Research Services

Devoted to Personalized Cancer Medicine and Next-Generation Sequencing

Geneseeq’s North American headquarters is in the MaRS Discovery District in Toronto, Canada. Outside of Canada, we have an established bioinformatics division at Stanford University. Our laboratories have successfully passed China’s National Center of Clinical Laboratories (NCCL), External Quality Assessment (EQA), College of American Pathologist (CAP) PT, European Molecular Genetics Quality Network (EQMN) PT and received third-party medical laboratory and clinical PCR amplification laboratory qualifications.

Our high-performance computer (HPC) consists of 120 computer nodes, 10 fat nodes and 6 high performance parallel super storage units. It has a compute capacity of up to 98.3 tFLOPS, an internal memory of 27TB and a total storage of 30PB. This ensures efficient data processing and safe storage.

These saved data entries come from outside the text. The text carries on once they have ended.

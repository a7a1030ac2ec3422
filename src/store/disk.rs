use aes_gcm::aead::Aead;
use aes_gcm::{Aes256Gcm, KeyInit, Nonce};
use rand::RngCore;
use std::path::{Path, PathBuf};

use super::{CredentialRecord, StoreError};

const NONCE_LEN: usize = 12;

fn record_path(dir: &Path, credential_id: &[u8]) -> PathBuf {
    let hex: String = credential_id.iter().map(|b| format!("{b:02x}")).collect();
    dir.join(format!("{hex}.bin"))
}

/// Encrypt + write credential to `dir/{credential_id_hex}.bin`. Also used to
/// rewrite a record after `last_used_at` changes.
pub(crate) fn write_credential(
    aes_key: &[u8; 32],
    dir: &Path,
    record: &CredentialRecord,
) -> Result<(), StoreError> {
    let mut buf = Vec::new();
    ciborium::into_writer(record, &mut buf)
        .map_err(|e| StoreError::Serialization(e.to_string()))?;

    let mut nonce_bytes = [0u8; NONCE_LEN];
    rand::thread_rng().fill_bytes(&mut nonce_bytes);

    let cipher = Aes256Gcm::new_from_slice(aes_key)
        .map_err(|e| StoreError::Encryption(e.to_string()))?;
    let ciphertext = cipher
        .encrypt(Nonce::from_slice(&nonce_bytes), buf.as_slice())
        .map_err(|e| StoreError::Encryption(e.to_string()))?;
    zeroize::Zeroize::zeroize(&mut buf);

    let mut file_bytes = Vec::with_capacity(NONCE_LEN + ciphertext.len());
    file_bytes.extend_from_slice(&nonce_bytes);
    file_bytes.extend_from_slice(&ciphertext);

    std::fs::write(record_path(dir, &record.credential_id), file_bytes)?;
    Ok(())
}

/// Read + decrypt + deserialize credential from `path`.
pub(crate) fn read_credential(
    aes_key: &[u8; 32],
    path: &Path,
) -> Result<CredentialRecord, StoreError> {
    let bytes = std::fs::read(path)?;
    if bytes.len() < NONCE_LEN {
        return Err(StoreError::Corrupt("file too short".into()));
    }
    let (nonce_bytes, ciphertext) = bytes.split_at(NONCE_LEN);

    let cipher = Aes256Gcm::new_from_slice(aes_key)
        .map_err(|e| StoreError::Encryption(e.to_string()))?;
    let mut plaintext = cipher
        .decrypt(Nonce::from_slice(nonce_bytes), ciphertext)
        .map_err(|e| StoreError::Encryption(e.to_string()))?;

    let record = ciborium::from_reader(plaintext.as_slice())
        .map_err(|e| StoreError::Serialization(e.to_string()));
    zeroize::Zeroize::zeroize(&mut plaintext);
    record
}

pub(crate) fn delete_credential(dir: &Path, credential_id: &[u8]) -> Result<(), StoreError> {
    std::fs::remove_file(record_path(dir, credential_id))?;
    Ok(())
}

/// Remove every credential file in `dir`, including ones `load_all`
/// skipped. Returns how many files were removed.
pub(crate) fn remove_all(dir: &Path) -> Result<usize, StoreError> {
    let mut count = 0usize;
    for entry in std::fs::read_dir(dir)? {
        let path = entry?.path();
        if path.extension().and_then(|e| e.to_str()) != Some("bin") {
            continue;
        }
        std::fs::remove_file(&path)?;
        count += 1;
    }
    Ok(count)
}

/// Load all valid credential files from `dir`, ordered by insertion
/// sequence. Logs and skips corrupt files.
pub(crate) fn load_all(
    aes_key: &[u8; 32],
    dir: &Path,
) -> Result<Vec<CredentialRecord>, StoreError> {
    let mut records = Vec::new();
    for entry in std::fs::read_dir(dir)? {
        let path = entry?.path();
        if path.extension().and_then(|e| e.to_str()) != Some("bin") {
            continue;
        }
        match read_credential(aes_key, &path) {
            Ok(record) => records.push(record),
            Err(e) => {
                tracing::warn!(path = %path.display(), error = %e, "Skipping corrupt credential file");
            }
        }
    }
    records.sort_by_key(|r| r.sequence);
    Ok(records)
}

/// Read the store key from `path`, generating and writing a fresh one on
/// first use.
pub fn load_or_create_key(path: &Path) -> Result<[u8; 32], StoreError> {
    if path.exists() {
        let bytes = std::fs::read(path)?;
        return bytes
            .as_slice()
            .try_into()
            .map_err(|_| StoreError::Corrupt(format!("{} is not 32 bytes", path.display())));
    }
    let mut key = [0u8; 32];
    rand::rngs::OsRng
        .try_fill_bytes(&mut key)
        .map_err(|e| StoreError::Encryption(e.to_string()))?;
    std::fs::write(path, key)?;
    #[cfg(unix)]
    {
        use std::os::unix::fs::PermissionsExt;
        std::fs::set_permissions(path, std::fs::Permissions::from_mode(0o600))?;
    }
    tracing::info!(path = %path.display(), "Generated new store key");
    Ok(key)
}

Whole Genome re-Sequencing, WGS

  • WGS compares the individual’s genomic sequence to a reference genome to identify genetic alterations specific to the individual – usually in the form of single nucleotide polymorphisms (SNPs), insertion/deletion (Indels), structural variation (SV) and copy number variation (CNV).
  • WGS results are widely used in mutation detection, genetic map construction, functional gene mining, population evolution and artificial selection.

Metagenomics Sequencing

  • Metagenomics sequencing refers to the comprehensive sampling of all organisms recovered directly from the environment.
  • Through metagenomics sequencing, microbes can be identified and quantified in various environments. It is also an opportunity to study unculturable microorganisms and reveal their potential biological utility.

Whole Exome Sequencing, WES

  • WES is one of the most common targeted sequencing methods. The exome – protein coding region of the genome – represents <2% of the genome and contains ~85% of disease-causing genetic alterations.
  • Compared to WGS, WES is inexpensive and effective in detecting SNPs, Indels, SVs and CNVs across coding regions. It facilitates the discovery of novel genomic variations and investigation of medical relevant genomic regions.

Transcriptome Sequencing

  • Transcriptome sequencing uses high-throughput technology to rapidly identify the presence and quantity of RNA under a given condition.
  • This sequencing method is useful for investigating gene function, signaling pathways, alternative splicing and new transcripts. 

Long non-coding RNA Sequencing, lncRNA-Seq

  • lncRNA is a class of RNA with more than 200 nucleotides in length and does not encode proteins. It has been implicated in human pathology by regulating gene expression through epigenetic regulation, transcriptional regulation, post-transcriptional regulation, and translational regulation.
  • lncRNA sequencing captures 17Mb of human lncRNA and determines their expression level. It is useful in developmental regulation research, identifying tissue- and cell-type specificity, and disease related lncRNA.  

Small RNA Sequencing

  • Small RNAs are a class of regulatory molecules such as miRNA, piRNA and siRNA that are 18-30 nucleotides in length.
  • They act in gene silencing, post-transcriptional regulation of gene expression, regulating cell growth, differentiation and other important biological processes. Small RNA sequencing is used to sequence all small RNAs in the sample and determine the level of expression. 

Circular RNA Sequencing, circRNA-Seq

  • CircRNA is a non-coding RNA subtype that forms a closed ring structure and lacks a 5’ cap and 3’ poly(a) tail. It mainly acts as a miRNA inhibitor, increasing target gene expression by binding to miRNA through its miRNA binding site.
  • CircRNA sequencing quantifies the expression of circRNAs and identify new circRNAs for the purpose of exploring developmental regulation, tissue- and cell-type specificity, and disease related CircRNA.

Whole Genome Bisulfite Sequencing, WGBS

  • WGBS detects DNA methylation of single cytosine bases by treating DNA with bisulfite prior to sequencing. It functions at the single-base level to identify and analyze the methylation of each C-base to construct a genome wide methylation map. WGBS is the gold standard for methylation analysis.
  • DNA methylation helps regulate genes: it maintains chromosome structure; X chromosome inactivation, genetic imprinting, embryonic development and regular cell body processes.

Chromatin Immunoprecipitation Sequencing, ChIP-Seq

  • ChIP-Seq is widely used to identify the binding loci of transcription factors or other DNA-binding proteins on DNA.
  • It produces an epigenetic modification profile which can be used to infer expression or chromatin structure changes of different tissue types or cells under different growth conditions.